The biggest leak of confidential documents in the history of the Middle East conflict has revealed that Palestinian negotiators secretly agreed to accept Israel’s annexation of all but one of the settlements built illegally in occupied East Jerusalem. This unprecedented proposal was one of a string of concessions that will cause shockwaves among Palestinians and in the wider Arab world.
A cache of thousands of pages of confidential Palestinian records covering more than a decade of negotiations with Israel and the US has been obtained by al-Jazeera TV and shared exclusively with the Guardian.

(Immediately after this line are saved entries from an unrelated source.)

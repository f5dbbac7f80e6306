//! Then steps for project admission BDD scenarios.

use super::world::{AdmissionWorld, run_async};
use examiner::project::{
    domain::{ExaminationStatus, Project, ProjectId},
    ports::ProjectStore,
};
use rstest_bdd_macros::then;

fn stored_project(world: &AdmissionWorld, project: &str) -> Result<Project, eyre::Report> {
    run_async(world.store.find_by_id(&ProjectId::new(project)?))?
        .ok_or_else(|| eyre::eyre!("project {project} is missing from the store"))
}

#[then("the admission succeeds")]
fn admission_succeeds(world: &AdmissionWorld) -> Result<(), eyre::Report> {
    match world.result()? {
        Ok(_) => Ok(()),
        Err(err) => Err(eyre::eyre!("expected admission, got {err:?}")),
    }
}

#[then(r#"the admission fails with "{kind}""#)]
fn admission_fails_with(world: &AdmissionWorld, kind: String) -> Result<(), eyre::Report> {
    match world.result()? {
        Err(err) if err.kind().as_str() == kind => Ok(()),
        Err(err) => Err(eyre::eyre!("expected {kind}, got {}", err.kind())),
        Ok(project) => Err(eyre::eyre!("expected {kind}, admitted {}", project.id())),
    }
}

#[then("the failure reports committed state")]
fn failure_reports_committed_state(world: &AdmissionWorld) -> Result<(), eyre::Report> {
    match world.result()? {
        Err(err) if err.state_committed() => Ok(()),
        other => Err(eyre::eyre!("expected a committed failure, got {other:?}")),
    }
}

#[then(r#"project "{project}" has status "{status}""#)]
fn project_has_status(
    world: &AdmissionWorld,
    project: String,
    status: String,
) -> Result<(), eyre::Report> {
    let expected = ExaminationStatus::try_from(status.as_str())
        .map_err(|err| eyre::eyre!("invalid status in scenario: {err}"))?;
    let actual = stored_project(world, &project)?.examination_status();
    if actual != expected {
        return Err(eyre::eyre!(
            "expected {project} to be {expected}, found {actual}"
        ));
    }
    Ok(())
}

#[then(r#"project "{project}" has commit "{hash}""#)]
fn project_has_commit(
    world: &AdmissionWorld,
    project: String,
    hash: String,
) -> Result<(), eyre::Report> {
    let stored = stored_project(world, &project)?;
    match stored.commit_hash() {
        Some(actual) if actual.as_str() == hash => Ok(()),
        other => Err(eyre::eyre!("expected commit {hash}, found {other:?}")),
    }
}

#[then(r#"project "{project}" has no commit"#)]
fn project_has_no_commit(world: &AdmissionWorld, project: String) -> Result<(), eyre::Report> {
    let stored = stored_project(world, &project)?;
    match stored.commit_hash() {
        None => Ok(()),
        Some(actual) => Err(eyre::eyre!("expected no commit, found {actual}")),
    }
}

#[then(r#"one admission event was published with previous status "{status}""#)]
fn one_event_published(world: &AdmissionWorld, status: String) -> Result<(), eyre::Report> {
    let expected = ExaminationStatus::try_from(status.as_str())
        .map_err(|err| eyre::eyre!("invalid status in scenario: {err}"))?;
    let published = world.publisher.published()?;
    let [event] = published.as_slice() else {
        return Err(eyre::eyre!("expected one event, found {}", published.len()));
    };
    if event.previous_status() != expected || event.new_status() != ExaminationStatus::InProgress {
        return Err(eyre::eyre!("unexpected event {event:?}"));
    }
    Ok(())
}

#[then("no admission event was published")]
fn no_event_published(world: &AdmissionWorld) -> Result<(), eyre::Report> {
    let published = world.publisher.published()?;
    if !published.is_empty() {
        return Err(eyre::eyre!("expected no events, found {}", published.len()));
    }
    Ok(())
}
//! Project aggregate root and its examination lifecycle.

use super::{
    CommitHash, ExaminationStatus, ProjectDomainError, ProjectId, RepositoryFullName,
    RepositoryId, UserId,
};
use chrono::{DateTime, Utc};
use mockable::Clock;
use serde::{Deserialize, Serialize};

/// Project aggregate root.
///
/// A project binds one user to one external repository and owns the
/// examination status of that repository. All status changes go through
/// [`Project::begin_examination`] or [`Project::transition_to`], which
/// validate against [`ExaminationStatus::can_transition_to`].
#[derive(Debug, Clone, PartialEq, Eq, Serialize, Deserialize)]
pub struct Project {
    id: ProjectId,
    user_id: UserId,
    repo_id: RepositoryId,
    repo_name: RepositoryFullName,
    examination_status: ExaminationStatus,
    commit_hash: Option<CommitHash>,
    created_at: DateTime<Utc>,
    updated_at: DateTime<Utc>,
}

/// Parameter object for reconstructing a persisted project aggregate.
#[derive(Debug, Clone, PartialEq, Eq)]
pub struct PersistedProjectData {
    /// Persisted project identifier.
    pub id: ProjectId,
    /// Persisted owner.
    pub user_id: UserId,
    /// Persisted repository identifier.
    pub repo_id: RepositoryId,
    /// Persisted repository name.
    pub repo_name: RepositoryFullName,
    /// Persisted examination status.
    pub examination_status: ExaminationStatus,
    /// Last recorded commit hash, if any.
    pub commit_hash: Option<CommitHash>,
    /// Persisted creation timestamp.
    pub created_at: DateTime<Utc>,
    /// Persisted latest update timestamp.
    pub updated_at: DateTime<Utc>,
}

impl Project {
    /// Creates a new pending project bound to a repository.
    #[must_use]
    pub fn new(
        user_id: UserId,
        repo_id: RepositoryId,
        repo_name: RepositoryFullName,
        clock: &impl Clock,
    ) -> Self {
        let timestamp = clock.utc();
        Self {
            id: ProjectId::generate(),
            user_id,
            repo_id,
            repo_name,
            examination_status: ExaminationStatus::Pending,
            commit_hash: None,
            created_at: timestamp,
            updated_at: timestamp,
        }
    }

    /// Reconstructs a project from persisted storage.
    #[must_use]
    pub fn from_persisted(data: PersistedProjectData) -> Self {
        Self {
            id: data.id,
            user_id: data.user_id,
            repo_id: data.repo_id,
            repo_name: data.repo_name,
            examination_status: data.examination_status,
            commit_hash: data.commit_hash,
            created_at: data.created_at,
            updated_at: data.updated_at,
        }
    }

    /// Returns the persisted form of this project.
    #[must_use]
    pub fn to_persisted(&self) -> PersistedProjectData {
        PersistedProjectData {
            id: self.id.clone(),
            user_id: self.user_id.clone(),
            repo_id: self.repo_id,
            repo_name: self.repo_name.clone(),
            examination_status: self.examination_status,
            commit_hash: self.commit_hash.clone(),
            created_at: self.created_at,
            updated_at: self.updated_at,
        }
    }

    /// Returns the project identifier.
    #[must_use]
    pub const fn id(&self) -> &ProjectId {
        &self.id
    }

    /// Returns the owning user.
    #[must_use]
    pub const fn user_id(&self) -> &UserId {
        &self.user_id
    }

    /// Returns the bound repository identifier.
    #[must_use]
    pub const fn repo_id(&self) -> RepositoryId {
        self.repo_id
    }

    /// Returns the bound repository name.
    #[must_use]
    pub const fn repo_name(&self) -> &RepositoryFullName {
        &self.repo_name
    }

    /// Returns the examination status.
    #[must_use]
    pub const fn examination_status(&self) -> ExaminationStatus {
        self.examination_status
    }

    /// Returns the last recorded commit hash, if any.
    #[must_use]
    pub const fn commit_hash(&self) -> Option<&CommitHash> {
        self.commit_hash.as_ref()
    }

    /// Returns the creation timestamp.
    #[must_use]
    pub const fn created_at(&self) -> DateTime<Utc> {
        self.created_at
    }

    /// Returns the latest update timestamp.
    #[must_use]
    pub const fn updated_at(&self) -> DateTime<Utc> {
        self.updated_at
    }

    /// Returns whether `user_id` owns this project.
    #[must_use]
    pub fn is_owned_by(&self, user_id: &UserId) -> bool {
        self.user_id == *user_id
    }

    /// Rejects projects that already have an examination in flight.
    ///
    /// # Errors
    ///
    /// Returns [`ProjectDomainError::AlreadyUnderExamination`] when the status
    /// is [`ExaminationStatus::InProgress`].
    pub fn ensure_not_under_examination(&self) -> Result<(), ProjectDomainError> {
        if self.examination_status.is_in_progress() {
            return Err(ProjectDomainError::AlreadyUnderExamination(self.id.clone()));
        }
        Ok(())
    }

    /// Returns whether a completed examination already covers `fresh`.
    ///
    /// Only [`ExaminationStatus::Completed`] projects are considered; pending
    /// and failed projects are always eligible for another scan.
    #[must_use]
    pub fn is_unchanged_since_last_scan(
        &self,
        previous: Option<&CommitHash>,
        fresh: &CommitHash,
    ) -> bool {
        self.examination_status == ExaminationStatus::Completed && previous == Some(fresh)
    }

    /// Admits the project for examination at `commit_hash`.
    ///
    /// # Errors
    ///
    /// Returns [`ProjectDomainError::AlreadyUnderExamination`] when an
    /// examination is already in flight. The project is left unchanged.
    pub fn begin_examination(
        &mut self,
        commit_hash: CommitHash,
        clock: &impl Clock,
    ) -> Result<(), ProjectDomainError> {
        self.ensure_not_under_examination()?;
        self.transition_to(ExaminationStatus::InProgress, clock)?;
        self.commit_hash = Some(commit_hash);
        Ok(())
    }

    /// Moves the project to `target` when the transition table allows it.
    ///
    /// # Errors
    ///
    /// Returns [`ProjectDomainError::InvalidStatusTransition`] when the move
    /// is not permitted. The project is left unchanged.
    pub fn transition_to(
        &mut self,
        target: ExaminationStatus,
        clock: &impl Clock,
    ) -> Result<(), ProjectDomainError> {
        if !self.examination_status.can_transition_to(target) {
            return Err(ProjectDomainError::InvalidStatusTransition {
                project_id: self.id.clone(),
                from: self.examination_status,
                to: target,
            });
        }
        self.examination_status = target;
        self.touch(clock);
        Ok(())
    }

    fn touch(&mut self, clock: &impl Clock) {
        self.updated_at = clock.utc();
    }
}
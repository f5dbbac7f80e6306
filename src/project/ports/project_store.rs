//! Persistence port for projects and their examination state.

use crate::project::domain::{CommitHash, ExaminationStatus, Project, ProjectId, UserId};
use async_trait::async_trait;
use std::sync::Arc;
use thiserror::Error;

/// Result type for project store operations.
pub type ProjectStoreResult<T> = Result<T, ProjectStoreError>;

/// Project persistence contract.
#[async_trait]
pub trait ProjectStore: Send + Sync {
    /// Stores a new project.
    ///
    /// # Errors
    ///
    /// Returns [`ProjectStoreError::DuplicateProject`] when the project ID
    /// already exists.
    async fn store(&self, project: &Project) -> ProjectStoreResult<()>;

    /// Finds a project by identifier.
    ///
    /// Returns `None` when the project does not exist.
    async fn find_by_id(&self, id: &ProjectId) -> ProjectStoreResult<Option<Project>>;

    /// Returns whether any project owned by `user_id` is in progress.
    async fn is_user_examination_in_progress(&self, user_id: &UserId) -> ProjectStoreResult<bool>;

    /// Returns the last commit hash recorded for a project.
    ///
    /// Returns `None` when no hash has been recorded yet.
    ///
    /// # Errors
    ///
    /// Returns [`ProjectStoreError::NotFound`] when the project does not
    /// exist.
    async fn get_last_commit_hash(&self, id: &ProjectId)
    -> ProjectStoreResult<Option<CommitHash>>;

    /// Records a commit hash against a project.
    ///
    /// # Errors
    ///
    /// Returns [`ProjectStoreError::NotFound`] when the project does not
    /// exist.
    async fn set_commit_hash(&self, id: &ProjectId, hash: &CommitHash) -> ProjectStoreResult<()>;

    /// Moves the project to `status` and returns the updated project.
    ///
    /// The change must be permitted by
    /// [`ExaminationStatus::can_transition_to`], and a move to
    /// [`ExaminationStatus::InProgress`] is refused while a sibling project
    /// of the same owner is in progress.
    ///
    /// # Errors
    ///
    /// Returns [`ProjectStoreError::NotFound`] when the project does not
    /// exist, [`ProjectStoreError::InvalidTransition`] when the stored
    /// status does not permit the change, or
    /// [`ProjectStoreError::UserExaminationInProgress`] when a sibling is
    /// already in progress.
    async fn set_examination_status(
        &self,
        id: &ProjectId,
        status: ExaminationStatus,
    ) -> ProjectStoreResult<Project>;

    /// Persists an admitted project as one conditional write.
    ///
    /// `project` must already be [`ExaminationStatus::InProgress`] with its
    /// new commit hash. The write is applied only if the stored status still
    /// equals `expected` and no other project of the same owner is in
    /// progress; both conditions and the write form a single atomic step.
    ///
    /// # Errors
    ///
    /// Returns [`ProjectStoreError::UserExaminationInProgress`] when a sibling
    /// project is in progress, [`ProjectStoreError::StatusConflict`] when the
    /// stored status no longer matches `expected`, or
    /// [`ProjectStoreError::NotFound`] when the project does not exist.
    async fn begin_examination(
        &self,
        project: &Project,
        expected: ExaminationStatus,
    ) -> ProjectStoreResult<Project>;
}

/// Errors returned by project store implementations.
#[derive(Debug, Clone, Error)]
pub enum ProjectStoreError {
    /// A project with the same identifier already exists.
    #[error("duplicate project identifier: {0}")]
    DuplicateProject(ProjectId),

    /// The project was not found.
    #[error("project not found: {0}")]
    NotFound(ProjectId),

    /// Another project of the same user is already in progress.
    #[error("user {0} already has a project under examination")]
    UserExaminationInProgress(UserId),

    /// The stored status changed since it was read.
    #[error("examination status of project {project_id} is {actual}, expected {expected}")]
    StatusConflict {
        /// Project being written.
        project_id: ProjectId,
        /// Status the writer observed.
        expected: ExaminationStatus,
        /// Status currently stored.
        actual: ExaminationStatus,
    },

    /// The stored status does not permit the requested status change.
    #[error("project {project_id} cannot move from {from} to {to}")]
    InvalidTransition {
        /// Project being written.
        project_id: ProjectId,
        /// Status currently stored.
        from: ExaminationStatus,
        /// Requested status.
        to: ExaminationStatus,
    },

    /// Persistence-layer failure.
    #[error("persistence error: {0}")]
    Persistence(Arc<dyn std::error::Error + Send + Sync>),
}

impl ProjectStoreError {
    /// Wraps a persistence error.
    pub fn persistence(err: impl std::error::Error + Send + Sync + 'static) -> Self {
        Self::Persistence(Arc::new(err))
    }
}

The papers provide an extraordinary and vivid insight into the disintegration of the 20-year peace process, which is now regarded as all but dead.
As well as the annexation of all East Jerusalem settlements except Har Homa, the Palestine papers show Palestine Liberation Organization (PLO) leaders privately suggested swapping part of the flashpoint East Jerusalem Arab neighborhood of Sheikh Jarrah for land elsewhere.
Most controversially, they also proposed a joint committee to take over the Haram al-Sharif/Temple Mount holy sites in Jerusalem’s old city — the neuralgic issue that helped sink the Camp David talks in 2000 after former PLO leader Yasser Arafat refused to concede sovereignty around the Dome of the Rock and al-Aqsa mosques.
The offers were made in 2008 and 2009, in the wake of former US president George W. Bush’s Annapolis conference, and were privately hailed by the chief Palestinian negotiator, Saeb Erekat, as giving Israel “the biggest Yerushalayim [the Hebrew name for Jerusalem] in history” to resolve the world’s most intractable conflict. Israeli leaders, backed by the US government, said the offers were inadequate.
Intensive efforts to revive talks by the administration of US President Barack Obama foundered last year over Israel’s refusal to extend a 10-month partial freeze on settlement construction. Prospects are now uncertain amid increasing speculation that a negotiated two-state solution to the conflict is no longer attainable — and fears of a new war.
Many of the 1,600 leaked documents — drawn up by Palestinian Authority (PA) officials and lawyers working for the British-funded PLO Negotiations Support Unit and including extensive verbatim transcripts of private meetings — have been independently authenticated by the Guardian and corroborated by former participants in the talks and intelligence and diplomatic sources.
The Guardian’s coverage is supplemented by WikiLeaks cables, emanating from the US consulate in Jerusalem and embassy in Tel Aviv. Israeli officials also kept their own records of the talks, which may differ from the confidential Palestinian accounts.
The overall impression that emerges from the documents, which stretch from 1999 to last year, is of the weakness and growing desperation of PA leaders as failure to reach agreement or even halt all settlement temporarily undermines their credibility in relation to their Hamas rivals; the papers also reveal the unyielding confidence of Israeli negotiators and the often dismissive attitude of US politicians toward Palestinian representatives.
PA leaders are likely to be embarrassed by the revelation of private concessions that go far beyond what much of their population would regard as acceptable.